Erickson is right: Anecdotes aren’t data–but polls are. And from Quinnipiac to Marist to Fox, polls across the board show a surge in GOP voter enthusiasm and interest as the midterms approach—after months of lagging behind their more-energized Democratic counterparts.

“In our polling since last Thursday, I’m seeing a Kavanaugh effect in our races that is energizing Republicans like nothing I’ve seen this entire cycle,” pollster Chris Wilson of WPA Intelligence said Thursday.

The new NPR Marist poll finds that the 10-point Democratic enthusiasm advantage of July is now down to 2 points—a statistical dead heat.  The Democrats’ “generic ballot” advantage was +12 just three weeks ago. Now it’s down to + 6—within the range Republicans need to have any hope of holding onto the House of Representatives.

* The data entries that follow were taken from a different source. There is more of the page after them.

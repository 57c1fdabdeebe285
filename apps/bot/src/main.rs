//! Yone Bot - headless runner for the Yone music engine.
//!
//! Plays through the local speakers and takes commands on stdin, so the whole
//! engine (queue, panel, loop and seek policy, teardown) can be driven without
//! a chat platform. The optional status API exposes sessions and events.

mod config;
mod console;
mod local;

use std::path::PathBuf;
use std::sync::Arc;

use anyhow::{Context, Result};
use clap::Parser;
use tokio::signal;
use yone_core::{bootstrap_services, start_server, ChannelSink, TokioSpawner};

use crate::config::BotConfig;
use crate::local::{ConsoleChannel, LocalGateway};

/// Yone Bot - per-guild music queue engine, driven from the terminal.
#[derive(Parser, Debug)]
#[command(name = "yone-bot")]
#[command(author, version, about, long_about = None)]
struct Args {
    /// Path to the configuration file (YAML).
    #[arg(short, long, value_name = "FILE")]
    config: Option<PathBuf>,

    /// Log level (error, warn, info, debug, trace).
    #[arg(short, long, default_value = "info", env = "YONE_LOG_LEVEL")]
    log_level: log::LevelFilter,

    /// Status API port; 0 disables it (overrides config file).
    #[arg(short = 'p', long, env = "YONE_STATUS_PORT")]
    status_port: Option<u16>,

    /// Path to the yt-dlp executable (overrides config file).
    #[arg(long, env = "YONE_YTDLP_PATH")]
    ytdlp: Option<String>,

    /// Path to the player used for local playback (overrides config file).
    #[arg(long, env = "YONE_PLAYER_PATH")]
    player: Option<String>,
}

#[tokio::main]
async fn main() -> Result<()> {
    let args = Args::parse();

    // Initialize logging
    env_logger::Builder::new()
        .filter_level(args.log_level)
        .format_timestamp_millis()
        .init();

    log::info!("Yone Bot v{}", env!("CARGO_PKG_VERSION"));

    // Load configuration
    let mut config =
        BotConfig::load(args.config.as_deref()).context("Failed to load configuration")?;

    // Apply CLI overrides
    if let Some(port) = args.status_port {
        config.engine.status_port = port;
    }
    if let Some(path) = args.ytdlp {
        config.engine.resolver.ytdlp_path = path;
    }
    if let Some(path) = args.player {
        config.player_path = path;
    }

    log::info!(
        "Configuration: status_port={}, yt-dlp={}, player={}",
        config.engine.status_port,
        config.engine.resolver.ytdlp_path,
        config.player_path
    );

    let gateway = LocalGateway::new(config.player_path.clone(), TokioSpawner::current());
    let services =
        bootstrap_services(&config.engine, gateway).context("Failed to bootstrap services")?;

    log::info!("Services bootstrapped successfully");

    let server_handle = if config.engine.status_port > 0 {
        let app_state = services
            .app_state()
            .with_trusted_origins(config.trusted_origins.clone());
        let port = config.engine.status_port;
        let token = services.cancel_token.clone();
        Some(tokio::spawn(async move {
            if let Err(e) = start_server(app_state, port, token).await {
                log::error!("Status API error: {}", e);
            }
        }))
    } else {
        log::info!("Status API disabled");
        None
    };

    let sink: Arc<dyn ChannelSink> = Arc::new(ConsoleChannel::default());
    let console_handle = tokio::spawn(console::run(
        Arc::clone(&services.engine),
        sink,
        services.cancel_token.clone(),
    ));

    // Wait for a shutdown signal or the console closing
    tokio::select! {
        _ = shutdown_signal() => log::info!("Shutdown signal received, cleaning up..."),
        _ = services.cancel_token.cancelled() => log::info!("Console closed, cleaning up..."),
    }

    // Graceful shutdown
    services.shutdown().await;

    console_handle.abort();
    if let Some(handle) = server_handle {
        if let Err(e) = handle.await {
            log::debug!("Status API task ended abnormally: {}", e);
        }
    }

    log::info!("Shutdown complete");
    Ok(())
}

/// Waits for a shutdown signal (Ctrl+C or SIGTERM).
async fn shutdown_signal() {
    let ctrl_c = async {
        if let Err(e) = signal::ctrl_c().await {
            log::error!("Failed to install Ctrl+C handler: {}", e);
            std::future::pending::<()>().await;
        }
    };

    #[cfg(unix)]
    let terminate = async {
        match signal::unix::signal(signal::unix::SignalKind::terminate()) {
            Ok(mut stream) => {
                stream.recv().await;
            }
            Err(e) => {
                log::error!("Failed to install SIGTERM handler: {}", e);
                std::future::pending::<()>().await;
            }
        }
    };

    #[cfg(not(unix))]
    let terminate = std::future::pending::<()>();

    tokio::select! {
        _ = ctrl_c => {},
        _ = terminate => {},
    }
}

Similar generic-ballot numbers in the new Quinnipiac poll released Tuesday. Democrats were up 52-38 percent in mid-September, but now has the margin at 49-42 percent. The margin dropped in half since the Kavanaugh controversy began.

Fox News has a new poll that is more limited in scope but, perhaps, more significant. Fox looked at five battleground U.S. Senate races— Arizona, Indiana, Missouri, North Dakota and Tennessee—and found GOP enthusiasm up in every state.  “The number of Republicans feeling ‘extremely’ interested in the upcoming election is up by 2 points in Arizona, up by 9 points in Indiana, up 8 points in both Missouri and North Dakota, and up 11 points in Tennessee,” Fox News reports.

“In each state, Republicans are now just as likely as Democrats to say they are extremely interested — erasing an edge Democrats had in several states last month.”

In Missouri, Sen. Claire McCaskill has been showing a remarkable resilience in a state Donald Trump carried by 20 points and whose voters overwhelmingly support Judge Kavanaugh’s confirmation. The incumbent Democrat came out against Kavanaugh early—before the sex assault allegations became public—and yet has maintained a narrow lead.

But now Axios reports that the GOP super PAC Missouri Rising Action just got numbers back yesterday showing Republican Josh Hawley with a 52-44 lead—a huge swing from the 46-42 McCaskill lead the same poll found in June.

This is all good news for Republican campaigns who’ve struggled to find ways to match the passion across the aisle. As Democratic whip Steny Hoyer (D-MD) told reporters yesterday: “The women of America are very energized — and they started to be energized on the 21st of January 2017. It has not dissipated.  And while I believe there’s some energy on the other side as well, I don’t think it matches the energy that was created on our side, which was already at a high level.”

Erickson agrees: “One of the unintended consequences of the Kavanaugh story is that it’s helping solve the problem Republicans were having with their base. Republican voters simply didn’t believe the media reports about the bad polling, and they weren’t motivated to show up, knock on doors, etc.”

“Now these voters suddenly find themselves back on the front lines of the culture war, and they are ready to march,” Erickson said.